WHAT THE TASK REQUIRES: Lines of the data that contain the word "RemAssign" are the ones to copy.

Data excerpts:
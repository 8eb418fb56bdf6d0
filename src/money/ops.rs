// ============================================================================
// Money Operations
// Declarative operation table and the dispatcher that executes it
// ============================================================================
//
// Every uniform Money operation is described once in OPERATIONS: what kind
// of operand it takes, whether that operand must share the receiver's
// currency, and what shape the result has. Money::apply reads the
// descriptor, checks the operand, evaluates the amount arithmetic and wraps
// the result. The typed methods and std::ops impls are thin front-ends.

use super::money::Money;
use crate::error::{MoneyError, MoneyResult};
use crate::numeric::{Amount, Context, Rounding};
use rust_decimal::Decimal;

// ============================================================================
// Descriptors
// ============================================================================

/// Every operation handled by [`Money::apply`].
#[derive(Debug, Clone, Copy, PartialEq, Eq, Hash)]
#[repr(u8)]
pub enum MathOp {
    // Unary
    Neg,
    Pos,
    Abs,
    Floor,
    Ceil,
    Trunc,
    Round,
    ToInteger,
    ToFloat,
    Normalize,
    NextMinus,
    NextPlus,
    IsFinite,
    IsInfinite,
    IsNan,
    IsQnan,
    IsSnan,
    IsSigned,
    IsZero,
    // Scalar operand
    Mul,
    Shift,
    Scaleb,
    Rotate,
    // Money operand, same currency
    Add,
    Sub,
    Compare,
    CompareSignal,
    CompareTotal,
    CompareTotalMag,
    SameQuantum,
    Max,
    MaxMag,
    Min,
    MinMag,
    CopySign,
    NextToward,
    // Money or scalar operand
    Div,
    FloorDiv,
    Rem,
    RemainderNear,
    DivMod,
    // Augmented
    AddAssign,
    SubAssign,
    MulAssign,
    DivAssign,
    FloorDivAssign,
    RemAssign,
}

/// What an operation accepts as its second operand
#[derive(Debug, Clone, Copy, PartialEq, Eq)]
pub enum OperandKind {
    None,
    Scalar,
    /// Money in the receiver's currency
    Money,
    /// Either Money in the receiver's currency or a scalar
    Either,
}

/// Shape of an operation's result
#[derive(Debug, Clone, Copy, PartialEq, Eq)]
pub enum ReturnShape {
    /// Money in the receiver's currency
    Money,
    /// Dimensionless amount
    Scalar,
    Bool,
    Integer,
    Float,
    /// Scalar for a Money operand, Money for a scalar operand
    Overloaded,
    /// Quotient and remainder
    MoneyPair,
    /// New amount for the receiver
    SelfMoney,
}

/// Static description of one operation.
#[derive(Debug, Clone, Copy, PartialEq, Eq)]
pub struct OpDescriptor {
    pub op: MathOp,
    pub name: &'static str,
    pub operand: OperandKind,
    pub returns: ReturnShape,
    pub augmented: bool,
}

const fn unary(op: MathOp, name: &'static str, returns: ReturnShape) -> OpDescriptor {
    OpDescriptor {
        op,
        name,
        operand: OperandKind::None,
        returns,
        augmented: false,
    }
}

const fn binary(
    op: MathOp,
    name: &'static str,
    operand: OperandKind,
    returns: ReturnShape,
) -> OpDescriptor {
    OpDescriptor {
        op,
        name,
        operand,
        returns,
        augmented: false,
    }
}

const fn augmented(op: MathOp, name: &'static str, operand: OperandKind) -> OpDescriptor {
    OpDescriptor {
        op,
        name,
        operand,
        returns: ReturnShape::SelfMoney,
        augmented: true,
    }
}

use MathOp as Op;
use OperandKind as K;
use ReturnShape as R;

/// The operation table, indexed by `MathOp as usize`.
pub static OPERATIONS: [OpDescriptor; 47] = [
    unary(Op::Neg, "neg", R::Money),
    unary(Op::Pos, "pos", R::Money),
    unary(Op::Abs, "abs", R::Money),
    unary(Op::Floor, "floor", R::Money),
    unary(Op::Ceil, "ceil", R::Money),
    unary(Op::Trunc, "trunc", R::Money),
    unary(Op::Round, "round", R::Money),
    unary(Op::ToInteger, "to_integer", R::Integer),
    unary(Op::ToFloat, "to_f64", R::Float),
    unary(Op::Normalize, "normalize", R::Money),
    unary(Op::NextMinus, "next_minus", R::Money),
    unary(Op::NextPlus, "next_plus", R::Money),
    unary(Op::IsFinite, "is_finite", R::Bool),
    unary(Op::IsInfinite, "is_infinite", R::Bool),
    unary(Op::IsNan, "is_nan", R::Bool),
    unary(Op::IsQnan, "is_qnan", R::Bool),
    unary(Op::IsSnan, "is_snan", R::Bool),
    unary(Op::IsSigned, "is_signed", R::Bool),
    unary(Op::IsZero, "is_zero", R::Bool),
    binary(Op::Mul, "mul", K::Scalar, R::Money),
    binary(Op::Shift, "shift", K::Scalar, R::Money),
    binary(Op::Scaleb, "scaleb", K::Scalar, R::Money),
    binary(Op::Rotate, "rotate", K::Scalar, R::Money),
    binary(Op::Add, "add", K::Money, R::Money),
    binary(Op::Sub, "sub", K::Money, R::Money),
    binary(Op::Compare, "compare", K::Money, R::Scalar),
    binary(Op::CompareSignal, "compare_signal", K::Money, R::Scalar),
    binary(Op::CompareTotal, "compare_total", K::Money, R::Scalar),
    binary(Op::CompareTotalMag, "compare_total_mag", K::Money, R::Scalar),
    binary(Op::SameQuantum, "same_quantum", K::Money, R::Bool),
    binary(Op::Max, "max", K::Money, R::Money),
    binary(Op::MaxMag, "max_mag", K::Money, R::Money),
    binary(Op::Min, "min", K::Money, R::Money),
    binary(Op::MinMag, "min_mag", K::Money, R::Money),
    binary(Op::CopySign, "copy_sign", K::Money, R::Money),
    binary(Op::NextToward, "next_toward", K::Money, R::Money),
    binary(Op::Div, "div", K::Either, R::Overloaded),
    binary(Op::FloorDiv, "floor_div", K::Either, R::Overloaded),
    binary(Op::Rem, "rem", K::Either, R::Money),
    binary(Op::RemainderNear, "remainder_near", K::Either, R::Money),
    binary(Op::DivMod, "divmod", K::Either, R::MoneyPair),
    augmented(Op::AddAssign, "add_assign", K::Money),
    augmented(Op::SubAssign, "sub_assign", K::Money),
    augmented(Op::MulAssign, "mul_assign", K::Scalar),
    augmented(Op::DivAssign, "div_assign", K::Scalar),
    augmented(Op::FloorDivAssign, "floor_div_assign", K::Scalar),
    augmented(Op::RemAssign, "rem_assign", K::Scalar),
];

impl MathOp {
    #[inline]
    pub fn descriptor(self) -> &'static OpDescriptor {
        &OPERATIONS[self as usize]
    }

    /// The operation whose logic an augmented form applies
    pub fn base(self) -> MathOp {
        match self {
            Op::AddAssign => Op::Add,
            Op::SubAssign => Op::Sub,
            Op::MulAssign => Op::Mul,
            Op::DivAssign => Op::Div,
            Op::FloorDivAssign => Op::FloorDiv,
            Op::RemAssign => Op::Rem,
            other => other,
        }
    }
}

// ============================================================================
// Operands and Outcomes
// ============================================================================

/// The second operand handed to [`Money::apply`].
#[derive(Debug, Clone, Copy)]
pub enum Operand<'a> {
    None,
    Scalar(Amount),
    Money(&'a Money),
}

impl<'a> From<&'a Money> for Operand<'a> {
    fn from(money: &'a Money) -> Self {
        Operand::Money(money)
    }
}

macro_rules! impl_scalar_operand {
    ($($t:ty),*) => {
        $(
            impl From<$t> for Operand<'_> {
                fn from(v: $t) -> Self {
                    Operand::Scalar(Amount::from(v))
                }
            }
        )*
    };
}

impl_scalar_operand!(Amount, Decimal, i32, i64, u32, u64);

impl Operand<'_> {
    fn kind_name(&self) -> &'static str {
        match self {
            Operand::None => "nothing",
            Operand::Scalar(_) => "a scalar",
            Operand::Money(_) => "money",
        }
    }
}

/// The result of [`Money::apply`], shaped by the descriptor.
#[derive(Debug, Clone, PartialEq)]
pub enum Outcome {
    Money(Money),
    Scalar(Amount),
    Bool(bool),
    Integer(i128),
    Float(f64),
    /// `divmod`: the quotient is Money for a scalar divisor, a scalar for a
    /// Money divisor
    DivMod {
        quotient: Box<Outcome>,
        remainder: Money,
    },
}

impl Outcome {
    fn shape(&self) -> &'static str {
        match self {
            Outcome::Money(_) => "money",
            Outcome::Scalar(_) => "scalar",
            Outcome::Bool(_) => "bool",
            Outcome::Integer(_) => "integer",
            Outcome::Float(_) => "float",
            Outcome::DivMod { .. } => "quotient and remainder",
        }
    }

    fn unexpected(&self, expected: &'static str) -> MoneyError {
        MoneyError::UnexpectedOutcome {
            expected,
            found: self.shape(),
        }
    }

    pub fn into_money(self) -> MoneyResult<Money> {
        match self {
            Outcome::Money(m) => Ok(m),
            other => Err(other.unexpected("money")),
        }
    }

    pub fn into_scalar(self) -> MoneyResult<Amount> {
        match self {
            Outcome::Scalar(a) => Ok(a),
            other => Err(other.unexpected("scalar")),
        }
    }

    pub fn into_bool(self) -> MoneyResult<bool> {
        match self {
            Outcome::Bool(b) => Ok(b),
            other => Err(other.unexpected("bool")),
        }
    }

    pub fn into_integer(self) -> MoneyResult<i128> {
        match self {
            Outcome::Integer(i) => Ok(i),
            other => Err(other.unexpected("integer")),
        }
    }

    pub fn into_float(self) -> MoneyResult<f64> {
        match self {
            Outcome::Float(f) => Ok(f),
            other => Err(other.unexpected("float")),
        }
    }

    pub fn into_pair(self) -> MoneyResult<(Outcome, Money)> {
        match self {
            Outcome::DivMod {
                quotient,
                remainder,
            } => Ok((*quotient, remainder)),
            other => Err(other.unexpected("quotient and remainder")),
        }
    }
}

// ============================================================================
// Dispatcher
// ============================================================================

/// Raw amount-level result before wrapping
enum Raw {
    Amount(Amount),
    Bool(bool),
    Integer(i128),
    Float(f64),
    Pair(Amount, Amount),
}

fn evaluate(op: MathOp, x: Amount, y: Amount, ctx: &Context) -> MoneyResult<Raw> {
    let amount = match op.base() {
        Op::Neg => x.neg().plus(ctx)?,
        Op::Pos => x.plus(ctx)?,
        Op::Abs => x.abs().plus(ctx)?,
        Op::Floor => x.round_integral(Rounding::Floor, ctx)?,
        Op::Ceil => x.round_integral(Rounding::Ceiling, ctx)?,
        Op::Trunc => x.round_integral(Rounding::Down, ctx)?,
        Op::Round => x.round_integral(Rounding::HalfEven, ctx)?,
        Op::ToInteger => return Ok(Raw::Integer(x.to_i128()?)),
        Op::ToFloat => return Ok(Raw::Float(x.to_f64())),
        Op::Normalize => x.normalize(ctx)?,
        Op::NextMinus => x.next_minus(ctx)?,
        Op::NextPlus => x.next_plus(ctx)?,
        Op::IsFinite => return Ok(Raw::Bool(x.is_finite())),
        Op::IsInfinite => return Ok(Raw::Bool(x.is_infinite())),
        Op::IsNan => return Ok(Raw::Bool(x.is_nan())),
        Op::IsQnan => return Ok(Raw::Bool(x.is_qnan())),
        Op::IsSnan => return Ok(Raw::Bool(x.is_snan())),
        Op::IsSigned => return Ok(Raw::Bool(x.is_signed())),
        Op::IsZero => return Ok(Raw::Bool(x.is_zero())),
        Op::Mul => x.mul(y, ctx)?,
        Op::Shift => x.shift(y, ctx)?,
        Op::Scaleb => x.scaleb(y, ctx)?,
        Op::Rotate => x.rotate(y, ctx)?,
        Op::Add => x.add(y, ctx)?,
        Op::Sub => x.sub(y, ctx)?,
        Op::Compare => x.compare(y, ctx)?,
        Op::CompareSignal => x.compare_signal(y, ctx)?,
        Op::CompareTotal => x.compare_total(y),
        Op::CompareTotalMag => x.compare_total_mag(y),
        Op::SameQuantum => return Ok(Raw::Bool(x.same_quantum(y))),
        Op::Max => x.max(y, ctx)?,
        Op::MaxMag => x.max_mag(y, ctx)?,
        Op::Min => x.min(y, ctx)?,
        Op::MinMag => x.min_mag(y, ctx)?,
        Op::CopySign => x.copy_sign(y),
        Op::NextToward => x.next_toward(y, ctx)?,
        Op::Div => x.div(y, ctx)?,
        Op::FloorDiv => x.div_integer(y, ctx)?,
        Op::Rem => x.rem(y, ctx)?,
        Op::RemainderNear => x.rem_near(y, ctx)?,
        Op::DivMod => return Ok(Raw::Pair(x.div_integer(y, ctx)?, x.rem(y, ctx)?)),
        Op::AddAssign
        | Op::SubAssign
        | Op::MulAssign
        | Op::DivAssign
        | Op::FloorDivAssign
        | Op::RemAssign => unreachable!("augmented operations are evaluated through their base"),
    };
    Ok(Raw::Amount(amount))
}

impl Money {
    /// Execute any table-driven operation.
    ///
    /// The operand is checked against the descriptor first: a missing or
    /// wrong kind of operand fails with `WrongOperandType`, and Money in a
    /// different currency fails with `MismatchedCurrency`, both before any
    /// arithmetic happens.
    ///
    /// # Example
    /// ```
    /// use moneymint::currency::Currency;
    /// use moneymint::money::{MathOp, Outcome};
    /// use moneymint::numeric::{Amount, Context};
    /// use std::sync::Arc;
    ///
    /// let eur = Arc::new(Currency::new("EUR", 978).with_denominator(100));
    /// let a = eur.mint(100)?;
    /// let b = eur.mint(50)?;
    /// let ratio = a.apply(MathOp::Div, (&b).into(), &Context::default())?;
    /// assert_eq!(ratio, Outcome::Scalar(Amount::from(2)));
    /// # Ok::<_, moneymint::MoneyError>(())
    /// ```
    pub fn apply(&self, op: MathOp, operand: Operand<'_>, ctx: &Context) -> MoneyResult<Outcome> {
        ctx.validate()?;
        let desc = op.descriptor();

        let (rhs, rhs_is_money) = match (desc.operand, operand) {
            (K::None, Operand::None) => (Amount::NAN, false),
            (K::Scalar | K::Either, Operand::Scalar(amount)) => (amount, false),
            (K::Money | K::Either, Operand::Money(other)) => {
                self.ensure_same_currency(other)?;
                (other.amount(), true)
            },
            (kind, given) => {
                let expected = match kind {
                    K::None => "no operand",
                    K::Scalar => "a scalar",
                    K::Money => "money",
                    K::Either => "money or a scalar",
                };
                tracing::trace!(operation = desc.name, given = given.kind_name(), "rejected operand");
                return Err(MoneyError::WrongOperandType {
                    operation: desc.name,
                    expected,
                });
            },
        };

        let raw = evaluate(op, self.amount(), rhs, ctx)?;
        let outcome = match (desc.returns, raw) {
            (R::Money | R::SelfMoney, Raw::Amount(a)) => Outcome::Money(self.with_amount(a)),
            (R::Scalar, Raw::Amount(a)) => Outcome::Scalar(a),
            (R::Overloaded, Raw::Amount(a)) if rhs_is_money => Outcome::Scalar(a),
            (R::Overloaded, Raw::Amount(a)) => Outcome::Money(self.with_amount(a)),
            (R::Bool, Raw::Bool(b)) => Outcome::Bool(b),
            (R::Integer, Raw::Integer(i)) => Outcome::Integer(i),
            (R::Float, Raw::Float(f)) => Outcome::Float(f),
            (R::MoneyPair, Raw::Pair(q, r)) => {
                let quotient = if rhs_is_money {
                    Outcome::Scalar(q)
                } else {
                    Outcome::Money(self.with_amount(q))
                };
                Outcome::DivMod {
                    quotient: Box::new(quotient),
                    remainder: self.with_amount(r),
                }
            },
            _ => unreachable!("operation table and evaluator disagree on {}", desc.name),
        };
        Ok(outcome)
    }
}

RESULT OF THE TASK:
    RemAssign,
    augmented(Op::RemAssign, "rem_assign", K::Scalar),
            Op::RemAssign => Op::Rem,
        | Op::RemAssign => unreachable!("augmented operations are evaluated through their base"),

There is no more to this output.